> [TASK DESCRIPTION]:
All lines in the data that hold the word "struct" need copying.

> [THE RECORDS]:

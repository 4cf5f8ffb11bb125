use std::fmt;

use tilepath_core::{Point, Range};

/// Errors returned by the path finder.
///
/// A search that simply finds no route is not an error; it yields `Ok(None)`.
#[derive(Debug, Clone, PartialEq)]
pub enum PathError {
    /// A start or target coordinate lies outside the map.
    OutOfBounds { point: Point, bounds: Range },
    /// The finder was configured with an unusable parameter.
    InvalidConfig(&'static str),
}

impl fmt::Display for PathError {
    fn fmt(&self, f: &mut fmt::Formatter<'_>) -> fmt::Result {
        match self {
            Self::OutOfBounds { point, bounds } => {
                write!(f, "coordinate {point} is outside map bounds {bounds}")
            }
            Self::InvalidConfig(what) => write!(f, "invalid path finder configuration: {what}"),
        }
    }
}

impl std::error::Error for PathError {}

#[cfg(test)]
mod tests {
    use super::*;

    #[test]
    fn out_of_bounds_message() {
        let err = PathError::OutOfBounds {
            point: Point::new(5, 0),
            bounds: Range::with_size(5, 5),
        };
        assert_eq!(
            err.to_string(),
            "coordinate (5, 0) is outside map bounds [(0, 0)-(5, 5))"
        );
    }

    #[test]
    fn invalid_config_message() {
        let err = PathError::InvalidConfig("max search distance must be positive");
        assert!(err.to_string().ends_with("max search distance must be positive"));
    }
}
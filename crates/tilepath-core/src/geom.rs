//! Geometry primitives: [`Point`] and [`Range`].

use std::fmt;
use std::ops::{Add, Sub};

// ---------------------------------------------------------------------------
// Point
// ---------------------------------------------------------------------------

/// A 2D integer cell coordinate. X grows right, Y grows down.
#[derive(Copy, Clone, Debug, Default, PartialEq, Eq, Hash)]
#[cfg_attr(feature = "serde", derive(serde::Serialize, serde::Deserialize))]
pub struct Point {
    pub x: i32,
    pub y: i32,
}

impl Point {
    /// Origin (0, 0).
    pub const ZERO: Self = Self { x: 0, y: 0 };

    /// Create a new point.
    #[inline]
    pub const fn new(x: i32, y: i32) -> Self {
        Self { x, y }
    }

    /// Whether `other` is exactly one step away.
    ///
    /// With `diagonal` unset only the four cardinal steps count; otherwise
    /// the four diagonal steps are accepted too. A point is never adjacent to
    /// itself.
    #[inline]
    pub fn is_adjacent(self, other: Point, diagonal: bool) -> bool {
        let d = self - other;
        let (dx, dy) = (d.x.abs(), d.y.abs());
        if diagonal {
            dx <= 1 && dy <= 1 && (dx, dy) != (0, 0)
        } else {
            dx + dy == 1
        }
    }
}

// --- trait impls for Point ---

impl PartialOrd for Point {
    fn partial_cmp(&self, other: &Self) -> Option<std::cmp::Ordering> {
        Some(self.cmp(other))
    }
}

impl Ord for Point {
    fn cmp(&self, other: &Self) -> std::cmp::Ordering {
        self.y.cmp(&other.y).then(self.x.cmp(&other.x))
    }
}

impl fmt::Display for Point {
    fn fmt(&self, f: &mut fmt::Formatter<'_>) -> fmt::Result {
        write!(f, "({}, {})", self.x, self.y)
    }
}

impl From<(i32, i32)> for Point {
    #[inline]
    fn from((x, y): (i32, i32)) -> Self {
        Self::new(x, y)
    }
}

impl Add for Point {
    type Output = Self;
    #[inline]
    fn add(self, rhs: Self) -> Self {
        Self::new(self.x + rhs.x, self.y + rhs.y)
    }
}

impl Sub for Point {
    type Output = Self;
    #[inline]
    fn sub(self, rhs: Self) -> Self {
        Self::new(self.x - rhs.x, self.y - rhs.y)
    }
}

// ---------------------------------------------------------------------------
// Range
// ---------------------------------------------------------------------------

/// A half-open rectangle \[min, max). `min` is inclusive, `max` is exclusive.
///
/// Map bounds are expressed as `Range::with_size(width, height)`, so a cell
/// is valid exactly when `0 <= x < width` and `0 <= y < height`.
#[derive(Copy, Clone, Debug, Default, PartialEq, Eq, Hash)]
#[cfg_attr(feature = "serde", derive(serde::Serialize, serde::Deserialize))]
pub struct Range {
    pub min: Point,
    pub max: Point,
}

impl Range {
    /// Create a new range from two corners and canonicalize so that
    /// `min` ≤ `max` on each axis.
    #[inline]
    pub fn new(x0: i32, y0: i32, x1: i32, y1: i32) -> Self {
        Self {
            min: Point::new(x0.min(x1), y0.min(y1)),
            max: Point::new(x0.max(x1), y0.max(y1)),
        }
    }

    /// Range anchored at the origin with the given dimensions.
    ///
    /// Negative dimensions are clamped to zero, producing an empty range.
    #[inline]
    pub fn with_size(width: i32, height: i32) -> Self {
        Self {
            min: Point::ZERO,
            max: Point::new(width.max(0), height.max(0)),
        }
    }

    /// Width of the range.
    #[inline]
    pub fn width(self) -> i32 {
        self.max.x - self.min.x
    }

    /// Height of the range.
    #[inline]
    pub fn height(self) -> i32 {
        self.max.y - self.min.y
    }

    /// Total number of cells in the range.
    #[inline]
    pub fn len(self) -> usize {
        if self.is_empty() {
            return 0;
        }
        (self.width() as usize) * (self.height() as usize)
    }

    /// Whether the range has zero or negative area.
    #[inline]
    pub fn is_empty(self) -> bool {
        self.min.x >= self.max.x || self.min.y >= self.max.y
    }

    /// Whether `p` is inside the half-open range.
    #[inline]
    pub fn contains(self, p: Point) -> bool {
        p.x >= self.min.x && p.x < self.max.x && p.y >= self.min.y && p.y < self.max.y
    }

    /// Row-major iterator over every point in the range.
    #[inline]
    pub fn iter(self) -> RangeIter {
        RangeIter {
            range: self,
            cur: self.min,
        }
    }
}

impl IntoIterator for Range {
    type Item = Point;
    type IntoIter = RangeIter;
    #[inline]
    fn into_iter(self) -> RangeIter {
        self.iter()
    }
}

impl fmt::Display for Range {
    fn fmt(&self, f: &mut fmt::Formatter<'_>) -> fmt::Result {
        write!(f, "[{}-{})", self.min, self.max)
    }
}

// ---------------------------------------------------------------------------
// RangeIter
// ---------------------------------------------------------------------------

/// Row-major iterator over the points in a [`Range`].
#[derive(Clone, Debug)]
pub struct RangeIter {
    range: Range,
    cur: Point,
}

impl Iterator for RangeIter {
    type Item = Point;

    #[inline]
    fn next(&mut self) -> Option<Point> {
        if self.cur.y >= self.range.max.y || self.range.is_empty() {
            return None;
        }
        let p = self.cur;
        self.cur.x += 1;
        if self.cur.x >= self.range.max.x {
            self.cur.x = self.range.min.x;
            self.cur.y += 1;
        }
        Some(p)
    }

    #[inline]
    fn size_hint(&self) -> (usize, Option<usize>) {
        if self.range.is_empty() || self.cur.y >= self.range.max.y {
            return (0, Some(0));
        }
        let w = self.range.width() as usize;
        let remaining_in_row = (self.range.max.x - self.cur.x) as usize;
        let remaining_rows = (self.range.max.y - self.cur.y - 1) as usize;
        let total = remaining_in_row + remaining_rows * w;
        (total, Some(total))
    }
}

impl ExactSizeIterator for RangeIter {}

...

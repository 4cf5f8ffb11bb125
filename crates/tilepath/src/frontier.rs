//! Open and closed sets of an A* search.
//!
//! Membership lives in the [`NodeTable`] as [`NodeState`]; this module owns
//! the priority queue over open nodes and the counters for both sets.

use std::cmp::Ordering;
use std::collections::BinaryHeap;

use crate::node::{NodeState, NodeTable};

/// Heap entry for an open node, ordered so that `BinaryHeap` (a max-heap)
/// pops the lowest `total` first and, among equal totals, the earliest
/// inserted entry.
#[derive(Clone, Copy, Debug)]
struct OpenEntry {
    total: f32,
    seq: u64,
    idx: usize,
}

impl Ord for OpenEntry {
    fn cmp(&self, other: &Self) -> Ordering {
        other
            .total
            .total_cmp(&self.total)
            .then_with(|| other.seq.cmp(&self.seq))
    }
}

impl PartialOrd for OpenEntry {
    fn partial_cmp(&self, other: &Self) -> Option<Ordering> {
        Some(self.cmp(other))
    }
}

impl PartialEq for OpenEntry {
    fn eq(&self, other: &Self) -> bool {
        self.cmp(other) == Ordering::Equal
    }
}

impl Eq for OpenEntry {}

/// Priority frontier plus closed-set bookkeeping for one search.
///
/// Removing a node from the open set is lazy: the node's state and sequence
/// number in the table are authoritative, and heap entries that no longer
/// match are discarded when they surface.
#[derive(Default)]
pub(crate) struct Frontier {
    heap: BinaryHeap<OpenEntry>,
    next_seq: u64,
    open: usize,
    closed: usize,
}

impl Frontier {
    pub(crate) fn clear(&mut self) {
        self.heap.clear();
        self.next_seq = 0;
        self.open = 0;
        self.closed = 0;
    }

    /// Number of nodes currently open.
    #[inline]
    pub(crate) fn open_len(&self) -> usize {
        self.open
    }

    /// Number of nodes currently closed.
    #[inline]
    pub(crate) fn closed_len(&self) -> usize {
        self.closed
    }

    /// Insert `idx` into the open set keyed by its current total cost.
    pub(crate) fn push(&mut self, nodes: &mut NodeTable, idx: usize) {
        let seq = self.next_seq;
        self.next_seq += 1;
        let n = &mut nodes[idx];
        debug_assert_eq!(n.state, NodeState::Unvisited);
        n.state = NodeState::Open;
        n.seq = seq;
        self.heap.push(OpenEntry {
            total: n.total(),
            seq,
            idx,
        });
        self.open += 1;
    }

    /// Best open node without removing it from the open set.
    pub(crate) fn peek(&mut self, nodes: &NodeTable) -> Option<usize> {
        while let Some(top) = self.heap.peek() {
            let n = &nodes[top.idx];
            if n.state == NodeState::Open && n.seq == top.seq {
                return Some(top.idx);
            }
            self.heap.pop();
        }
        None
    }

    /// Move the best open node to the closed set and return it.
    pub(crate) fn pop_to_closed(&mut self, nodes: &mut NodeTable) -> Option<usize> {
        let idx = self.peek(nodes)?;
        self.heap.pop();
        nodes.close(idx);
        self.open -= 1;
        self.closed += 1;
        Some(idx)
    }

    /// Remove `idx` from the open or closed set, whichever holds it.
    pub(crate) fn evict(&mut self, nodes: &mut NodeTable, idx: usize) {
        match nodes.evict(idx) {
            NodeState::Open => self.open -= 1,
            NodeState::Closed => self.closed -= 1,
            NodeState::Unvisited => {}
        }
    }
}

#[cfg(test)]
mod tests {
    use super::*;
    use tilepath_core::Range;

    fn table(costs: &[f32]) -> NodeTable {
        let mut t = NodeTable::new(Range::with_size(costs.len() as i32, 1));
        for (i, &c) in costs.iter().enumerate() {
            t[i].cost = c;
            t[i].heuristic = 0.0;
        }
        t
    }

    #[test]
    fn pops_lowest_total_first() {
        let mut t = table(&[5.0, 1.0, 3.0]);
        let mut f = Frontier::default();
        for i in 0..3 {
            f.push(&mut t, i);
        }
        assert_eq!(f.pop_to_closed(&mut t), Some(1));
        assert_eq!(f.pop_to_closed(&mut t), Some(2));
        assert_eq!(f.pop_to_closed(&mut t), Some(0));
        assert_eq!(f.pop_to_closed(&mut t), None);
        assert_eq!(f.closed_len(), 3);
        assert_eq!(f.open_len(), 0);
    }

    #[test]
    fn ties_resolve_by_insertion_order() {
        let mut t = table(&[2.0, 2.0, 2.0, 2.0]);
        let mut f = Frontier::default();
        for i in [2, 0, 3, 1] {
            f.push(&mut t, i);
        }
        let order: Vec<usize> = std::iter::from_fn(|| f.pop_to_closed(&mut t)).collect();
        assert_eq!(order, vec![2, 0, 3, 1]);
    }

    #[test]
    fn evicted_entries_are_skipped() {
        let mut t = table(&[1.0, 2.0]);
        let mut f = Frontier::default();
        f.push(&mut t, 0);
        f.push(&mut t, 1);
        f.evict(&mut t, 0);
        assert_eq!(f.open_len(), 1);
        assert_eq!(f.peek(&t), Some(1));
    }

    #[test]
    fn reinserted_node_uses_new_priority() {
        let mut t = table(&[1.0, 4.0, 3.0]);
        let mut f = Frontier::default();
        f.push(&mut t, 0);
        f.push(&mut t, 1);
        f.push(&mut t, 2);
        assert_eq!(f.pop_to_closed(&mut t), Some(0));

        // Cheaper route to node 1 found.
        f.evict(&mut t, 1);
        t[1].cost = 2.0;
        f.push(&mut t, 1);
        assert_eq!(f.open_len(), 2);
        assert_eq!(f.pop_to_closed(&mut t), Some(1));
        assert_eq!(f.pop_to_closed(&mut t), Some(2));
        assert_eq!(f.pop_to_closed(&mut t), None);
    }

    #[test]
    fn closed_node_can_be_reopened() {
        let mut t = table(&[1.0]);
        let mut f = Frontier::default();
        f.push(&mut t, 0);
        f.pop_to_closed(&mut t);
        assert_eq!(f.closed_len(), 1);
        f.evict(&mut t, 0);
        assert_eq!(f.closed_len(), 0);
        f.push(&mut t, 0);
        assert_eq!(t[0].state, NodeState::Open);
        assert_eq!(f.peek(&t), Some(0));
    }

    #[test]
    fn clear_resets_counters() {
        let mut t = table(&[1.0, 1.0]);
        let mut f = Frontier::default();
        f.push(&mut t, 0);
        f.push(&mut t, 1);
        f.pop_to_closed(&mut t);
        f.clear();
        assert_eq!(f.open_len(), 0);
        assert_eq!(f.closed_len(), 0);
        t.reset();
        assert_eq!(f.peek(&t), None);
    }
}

> [RESULT FOR THIS EXERCISE]:
pub struct Point {
pub struct Range {
pub struct RangeIter {
struct OpenEntry {
pub(crate) struct Frontier {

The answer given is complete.